The situation in Italy is now beyond the point of repair. With debt yields above 7%, it’s a matter of time before Italy cannot afford borrwing. And there’s only one mechanism with the ability in Europe to bail them out. That’s the European Central Bank, and they have been enabling the crisis more than anything:

Far from struggling to manage a “one size fits all” monetary policy, the bank has pursued a “one size fits nobody” policy of monetary contraction, at a time when no European economy is growing strongly. With great reluctance, the bank has agreed to support the markets for European sovereign debt through purchases of government bonds. But, unlike the policy of quantitative easing pursued by the Federal Reserve — in which the United States’ central bank amassed Treasury securities to push down long-term interest rates — the European Central Bank has insisted on “sterilizing,” or neutralizing, its purchases of government bonds by selling the securities to private-sector banks. Such a policy cannot be sustained on a scale sufficient to stabilize financial markets [...]

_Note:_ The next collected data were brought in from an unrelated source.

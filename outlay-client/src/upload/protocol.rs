//! Three-phase receipt upload: sign, transfer, attach.

use super::session::{LocalFile, Stage, UploadSession};
use crate::expenses::{detail_key, detail_resource, list_key, set_file_reference};
use outlay_core::{
    decode_payload, AttachReceipt, Expense, ExpenseEnvelope, ExpenseId, Fetcher, ObjectStore,
    OrphanResourceWarning, RequestFailed, SignRequest, SignedDestination, ValidationError, Value,
};
use outlay_sync::MutationCoordinator;
use std::sync::Arc;
use thiserror::Error;
use tracing::{info, warn};

pub const SIGN_RESOURCE: &str = "/upload/sign";
pub const DEFAULT_CONTENT_TYPE: &str = "application/octet-stream";

/// Local limits applied before any network call.
#[derive(Debug, Clone, PartialEq, Eq)]
pub struct UploadSettings {
    pub default_content_type: String,
    pub max_file_bytes: u64,
}

impl Default for UploadSettings {
    fn default() -> Self {
        Self {
            default_content_type: DEFAULT_CONTENT_TYPE.to_string(),
            max_file_bytes: 10 * 1024 * 1024,
        }
    }
}

/// Why an upload stopped, tagged by phase.
#[derive(Debug, Clone, Error, PartialEq)]
pub enum UploadError {
    #[error(transparent)]
    Validation(#[from] ValidationError),

    #[error("Could not sign upload of {filename}: {source}")]
    Sign {
        filename: String,
        #[source]
        source: RequestFailed,
    },

    /// The destination may now hold an empty or partial object.
    #[error("Upload of {object_key} failed: {source}")]
    Transfer {
        object_key: String,
        destination: String,
        #[source]
        source: RequestFailed,
    },

    #[error(transparent)]
    Attach(#[from] OrphanResourceWarning),
}

impl UploadError {
    /// Phase that failed; `None` for local validation.
    pub fn stage(&self) -> Option<Stage> {
        match self {
            Self::Validation(_) => None,
            Self::Sign { .. } => Some(Stage::Sign),
            Self::Transfer { .. } => Some(Stage::Transfer),
            Self::Attach(_) => Some(Stage::Attach),
        }
    }

    pub fn object_key(&self) -> Option<&str> {
        match self {
            Self::Transfer { object_key, .. } => Some(object_key),
            Self::Attach(orphan) => Some(&orphan.object_key),
            _ => None,
        }
    }

    pub fn destination(&self) -> Option<&str> {
        match self {
            Self::Transfer { destination, .. } => Some(destination),
            Self::Attach(orphan) => Some(&orphan.destination),
            _ => None,
        }
    }

    /// True when the object was stored but is linked to nothing.
    pub fn is_orphan(&self) -> bool {
        matches!(self, Self::Attach(_))
    }

    pub fn request_failed(&self) -> Option<&RequestFailed> {
        match self {
            Self::Validation(_) => None,
            Self::Sign { source, .. } | Self::Transfer { source, .. } => Some(source),
            Self::Attach(orphan) => Some(&orphan.source),
        }
    }
}

/// A receipt that is stored and attached.
#[derive(Debug, Clone, PartialEq)]
pub struct UploadReceipt {
    pub expense_id: ExpenseId,
    pub object_key: String,
    /// Updated expense, when the patch endpoint returned one.
    pub expense: Option<Expense>,
}

/// Drives [`UploadSession`]s through their phases.
#[derive(Clone)]
pub struct UploadProtocol {
    fetcher: Arc<dyn Fetcher>,
    store: Arc<dyn ObjectStore>,
    coordinator: MutationCoordinator,
    settings: UploadSettings,
}

impl UploadProtocol {
    pub fn new(
        fetcher: Arc<dyn Fetcher>,
        store: Arc<dyn ObjectStore>,
        coordinator: MutationCoordinator,
        settings: UploadSettings,
    ) -> Self {
        Self {
            fetcher,
            store,
            coordinator,
            settings,
        }
    }

    pub fn settings(&self) -> &UploadSettings {
        &self.settings
    }

    /// Validate `file` and open a session in the Signing phase.
    pub fn start(
        &self,
        expense_id: ExpenseId,
        file: Option<LocalFile>,
    ) -> Result<UploadSession, UploadError> {
        let file = file.ok_or_else(|| ValidationError::required("file"))?;
        if file.filename.trim().is_empty() {
            return Err(ValidationError::required("file").into());
        }
        if file.len() as u64 > self.settings.max_file_bytes {
            return Err(ValidationError::invalid(
                "file",
                format!("exceeds {} bytes", self.settings.max_file_bytes),
            )
            .into());
        }
        let content_type = file
            .content_type
            .clone()
            .filter(|c| !c.trim().is_empty())
            .unwrap_or_else(|| self.settings.default_content_type.clone());
        Ok(UploadSession::new(expense_id, file, content_type))
    }

    /// Validate and run a whole upload.
    pub async fn upload(
        &self,
        expense_id: ExpenseId,
        file: Option<LocalFile>,
    ) -> Result<UploadReceipt, UploadError> {
        let mut session = self.start(expense_id, file)?;
        self.run(&mut session).await
    }

    /// Run `session` from Signing to Done. The failure, if any, is also
    /// recorded as the session's terminal phase.
    pub async fn run(&self, session: &mut UploadSession) -> Result<UploadReceipt, UploadError> {
        let destination = match self.sign(session).await {
            Ok(destination) => destination,
            Err(source) => {
                let err = UploadError::Sign {
                    filename: session.filename().to_string(),
                    source,
                };
                session.fail(err.to_string());
                return Err(err);
            }
        };
        let object_key = destination.key.clone();
        let upload_url = destination.upload_url.clone();
        session.signed(destination);

        if let Err(source) = self
            .store
            .put_object(&upload_url, session.content_type(), session.body())
            .await
        {
            let err = UploadError::Transfer {
                object_key,
                destination: upload_url,
                source,
            };
            session.fail(err.to_string());
            return Err(err);
        }
        session.transferred();

        match self.attach(session.expense_id(), &object_key, &upload_url).await {
            Ok(receipt) => {
                session.attached();
                Ok(receipt)
            }
            Err(orphan) => {
                session.fail(orphan.to_string());
                Err(orphan.into())
            }
        }
    }

    /// Repeat only the attach phase for an object that is already stored.
    pub async fn retry_attach(
        &self,
        orphan: &OrphanResourceWarning,
    ) -> Result<UploadReceipt, UploadError> {
        Ok(self
            .attach(orphan.expense_id, &orphan.object_key, &orphan.destination)
            .await?)
    }

    async fn sign(&self, session: &UploadSession) -> Result<SignedDestination, RequestFailed> {
        let request = SignRequest {
            filename: session.filename().to_string(),
            content_type: session.content_type().to_string(),
        };
        let body =
            serde_json::to_value(&request).map_err(|e| RequestFailed::malformed(e.to_string()))?;
        let response = self.fetcher.post(SIGN_RESOURCE, &body).await?;
        decode_payload::<SignedDestination>(response)?.ensure_complete()
    }

    async fn attach(
        &self,
        expense_id: ExpenseId,
        object_key: &str,
        destination: &str,
    ) -> Result<UploadReceipt, OrphanResourceWarning> {
        let fetcher = Arc::clone(&self.fetcher);
        let resource = detail_resource(expense_id);
        let body = AttachReceipt {
            file_reference: object_key.to_string(),
        };
        let body = serde_json::to_value(&body).map_err(|e| {
            orphan(expense_id, object_key, destination, RequestFailed::malformed(e.to_string()))
        })?;

        let result = self
            .coordinator
            .run(
                &detail_key(expense_id),
                set_file_reference(object_key.to_string()),
                move || async move { fetcher.patch(&resource, &body).await },
            )
            .await;

        match result {
            Ok(confirmed) => {
                self.coordinator.cache().invalidate(&list_key());
                info!(expense_id, object_key, "Receipt attached");
                Ok(UploadReceipt {
                    expense_id,
                    object_key: object_key.to_string(),
                    expense: updated_expense(confirmed.into_response()),
                })
            }
            Err(failed) => {
                warn!(
                    expense_id,
                    object_key,
                    error = %failed.source,
                    "Receipt stored but not attached"
                );
                Err(orphan(expense_id, object_key, destination, failed.into_source()))
            }
        }
    }
}

fn updated_expense(response: Value) -> Option<Expense> {
    decode_payload::<ExpenseEnvelope>(response)
        .ok()
        .map(|envelope| envelope.expense)
}

fn orphan(
    expense_id: ExpenseId,
    object_key: &str,
    destination: &str,
    source: RequestFailed,
) -> OrphanResourceWarning {
    OrphanResourceWarning {
        expense_id,
        object_key: object_key.to_string(),
        destination: destination.to_string(),
        source,
    }
}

Unlike any previous central bank in history, the bank has disclaimed any responsibility for the European financial system it effectively controls, or even for the viability of the euro as a currency. Instead, it has focused almost entirely on the formal objective of keeping inflation rates to a 2 percent target [...] If current policies are pursued, the European Central Bank will end up by destroying the euro in order to save it from (largely hypothetical) inflation.

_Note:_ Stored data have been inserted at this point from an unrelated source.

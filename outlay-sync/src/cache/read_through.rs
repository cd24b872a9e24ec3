//! Read-through access to the entity cache.
//!
//! Reads consult the cache first according to their [`Freshness`], fall back
//! to the remote [`Fetcher`], and store the result unless a mutation or an
//! invalidation overtook the fetch while it was suspended.

use std::sync::Arc;
use std::time::Duration;

use chrono::Utc;
use outlay_core::{Fetcher, RequestFailed, Value};
use tracing::{debug, warn};

use super::freshness::{CacheRead, Freshness};
use super::key::CacheKey;
use super::store::{EntityCache, ReadCompletion, ReadTicket, DEFAULT_EVENT_CAPACITY};

/// Configuration for the read path.
#[derive(Debug, Clone, PartialEq, Eq)]
pub struct CacheConfig {
    /// Maximum staleness for [`ReadThroughCache::read_default`].
    pub default_max_staleness: Duration,
    /// Extra fetch attempts after a failed read. Zero disables retry.
    pub read_retries: u32,
    /// Buffered change events per subscriber.
    pub event_capacity: usize,
}

impl Default for CacheConfig {
    fn default() -> Self {
        Self {
            default_max_staleness: Duration::from_secs(5),
            read_retries: 0,
            event_capacity: DEFAULT_EVENT_CAPACITY,
        }
    }
}

impl CacheConfig {
    pub fn new() -> Self {
        Self::default()
    }

    pub fn with_max_staleness(mut self, duration: Duration) -> Self {
        self.default_max_staleness = duration;
        self
    }

    pub fn with_read_retries(mut self, retries: u32) -> Self {
        self.read_retries = retries;
        self
    }

    pub fn with_event_capacity(mut self, capacity: usize) -> Self {
        self.event_capacity = capacity;
        self
    }

    /// Build an [`EntityCache`] sized by this configuration.
    pub fn build_cache(&self) -> EntityCache {
        EntityCache::with_event_capacity(self.event_capacity)
    }
}

/// Read path over a shared [`EntityCache`].
#[derive(Debug, Clone)]
pub struct ReadThroughCache {
    cache: Arc<EntityCache>,
    config: CacheConfig,
}

impl ReadThroughCache {
    pub fn new(cache: Arc<EntityCache>, config: CacheConfig) -> Self {
        Self { cache, config }
    }

    pub fn with_defaults(cache: Arc<EntityCache>) -> Self {
        Self::new(cache, CacheConfig::default())
    }

    pub fn config(&self) -> &CacheConfig {
        &self.config
    }

    pub fn cache(&self) -> &Arc<EntityCache> {
        &self.cache
    }

    /// Read `key`, fetching `resource` when the cached value does not satisfy
    /// `freshness`.
    ///
    /// If the fetch is overtaken (a mutation started or the key was
    /// invalidated while it was in flight), its result is dropped and the
    /// value the cache holds at completion is returned, marked
    /// [`superseded`](CacheRead::was_superseded). When the cache holds no
    /// value for `key` at that point, the fetched value is returned instead,
    /// still marked superseded and with version 0: it may predate the
    /// mutation that overtook it, so callers should read again once that
    /// mutation settles.
    pub async fn read<F>(
        &self,
        key: &CacheKey,
        resource: &str,
        freshness: Freshness,
        fetcher: &F,
    ) -> Result<CacheRead<Value>, RequestFailed>
    where
        F: Fetcher + ?Sized,
    {
        if let Some(hit) = self.cached(key, freshness) {
            self.cache.counters().hit();
            return Ok(hit);
        }
        self.cache.counters().miss();

        let in_flight = InFlightRead {
            cache: &self.cache,
            ticket: Some(self.cache.begin_read(key)),
        };
        let value = self.fetch(key, resource, fetcher).await?;
        self.cache.counters().fetch();

        match in_flight.complete(value.clone()) {
            ReadCompletion::Stored {
                version,
                fetched_at,
            } => Ok(CacheRead::from_fetch(value, fetched_at, version)),
            ReadCompletion::Discarded => {
                let version = self.cache.version(key);
                let current = self.cache.get(key).unwrap_or(value);
                Ok(CacheRead::superseded(current, version))
            }
        }
    }

    /// [`read`](Self::read) with the configured default staleness window.
    pub async fn read_default<F>(
        &self,
        key: &CacheKey,
        resource: &str,
        fetcher: &F,
    ) -> Result<CacheRead<Value>, RequestFailed>
    where
        F: Fetcher + ?Sized,
    {
        let freshness = Freshness::best_effort(self.config.default_max_staleness);
        self.read(key, resource, freshness, fetcher).await
    }

    fn cached(&self, key: &CacheKey, freshness: Freshness) -> Option<CacheRead<Value>> {
        let entry = self.cache.entry(key)?;
        if entry.is_stale() {
            return None;
        }
        let fetched_at = entry.fetched_at()?;
        if !freshness.accepts(fetched_at, Utc::now()) {
            return None;
        }
        let version = entry.version();
        let value = entry.value?;
        debug!(key = %key, version, "Cache hit");
        Some(CacheRead::from_cache(value, fetched_at, version))
    }

    async fn fetch<F>(
        &self,
        key: &CacheKey,
        resource: &str,
        fetcher: &F,
    ) -> Result<Value, RequestFailed>
    where
        F: Fetcher + ?Sized,
    {
        let mut attempt = 0;
        loop {
            match fetcher.get(resource).await {
                Ok(value) => return Ok(value),
                Err(err) if attempt < self.config.read_retries => {
                    attempt += 1;
                    warn!(key = %key, attempt, error = %err, "Read failed, retrying");
                }
                Err(err) => return Err(err),
            }
        }
    }
}

/// A registered read. Hands its ticket back on drop unless completed, so a
/// failed or cancelled fetch does not pin the cache entry.
struct InFlightRead<'a> {
    cache: &'a EntityCache,
    ticket: Option<ReadTicket>,
}

impl InFlightRead<'_> {
    fn complete(mut self, value: Value) -> ReadCompletion {
        match self.ticket.take() {
            Some(ticket) => self.cache.complete_read(ticket, value),
            None => ReadCompletion::Discarded,
        }
    }
}

impl Drop for InFlightRead<'_> {
    fn drop(&mut self) {
        if let Some(ticket) = self.ticket.take() {
            self.cache.abandon_read(ticket);
        }
    }
}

The new ECB head, Mario Draghi, did cut interest rates, reversing one disastrous policy. But the bazooka needed now due to the collapse of Italy – thanks in part to its incompetent leadership – is not something the ECB has shown any willingness to use. Heck, they won’t even buy Italian debt without hedging it off.

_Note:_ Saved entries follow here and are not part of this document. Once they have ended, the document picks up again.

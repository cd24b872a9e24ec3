//! Outlay Core - Entity Types
//!
//! Pure data structures and collaborator contracts. All other crates depend on this.
//! The cache engine lives in outlay-sync; HTTP implementations live in outlay-client.

pub mod error;
pub mod expense;
pub mod transport;
pub mod upload;

pub use error::{OrphanResourceWarning, RequestFailed, ValidationError};
pub use expense::{
    Expense, ExpenseDetail, ExpenseDraft, ExpenseEnvelope, ExpenseId, ExpenseList, NewExpense,
    ProvisionalIds,
};
pub use transport::{decode_payload, Fetcher, ObjectStore};
pub use upload::{AttachReceipt, SignRequest, SignedDestination};

/// Opaque JSON-like payload exchanged with collaborator endpoints.
pub type Value = serde_json::Value;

And now we have Angela Merkel and Nicolas Sarkozy discussing the previously unthinkable – what amounts to a breakup of the euro.

German and French officials have discussed plans for a radical overhaul of the European Union that would involve establishing a more integrated and potentially smaller euro zone, EU sources say.

“France and Germany have had intense consultations on this issue over the last months, at all levels,” a senior EU official in Brussels told Reuters, speaking on condition of anonymity because of the sensitivity of the discussions.

“We need to move very cautiously, but the truth is that we need to establish exactly the list of those who don’t want to be part of the club and those who simply cannot be part,” the official said.

These are apparently “toe-in-the-water” discussions, and you’ll never see the idea articulated in public until it happens. But essentially, it would have France and Germany creating an inner ring around the euro, and making determinations about who can stay and who can go. The inner ring would have a tighter fiscal core, and the other countries would be set adrift.

So far, Merkel is only talking about “more Europe, not less Europe” in public. But this exclusive from Reuters is a key tell. The euro is done for. And while that’s probably the right move, to kill the virus before it lingers, it will take so long to unravel this wrongheaded system that a lost decade in Europe, if not the rest of the globe, is increasingly likely.

UPDATE: DeLong: “The Federal Reserve needs to buy up every single European bond owned by every single American financial institution for cash before the increase in eurorisk leads American finance to tighten credit again and send us down into the double dip.” It’s firewall time.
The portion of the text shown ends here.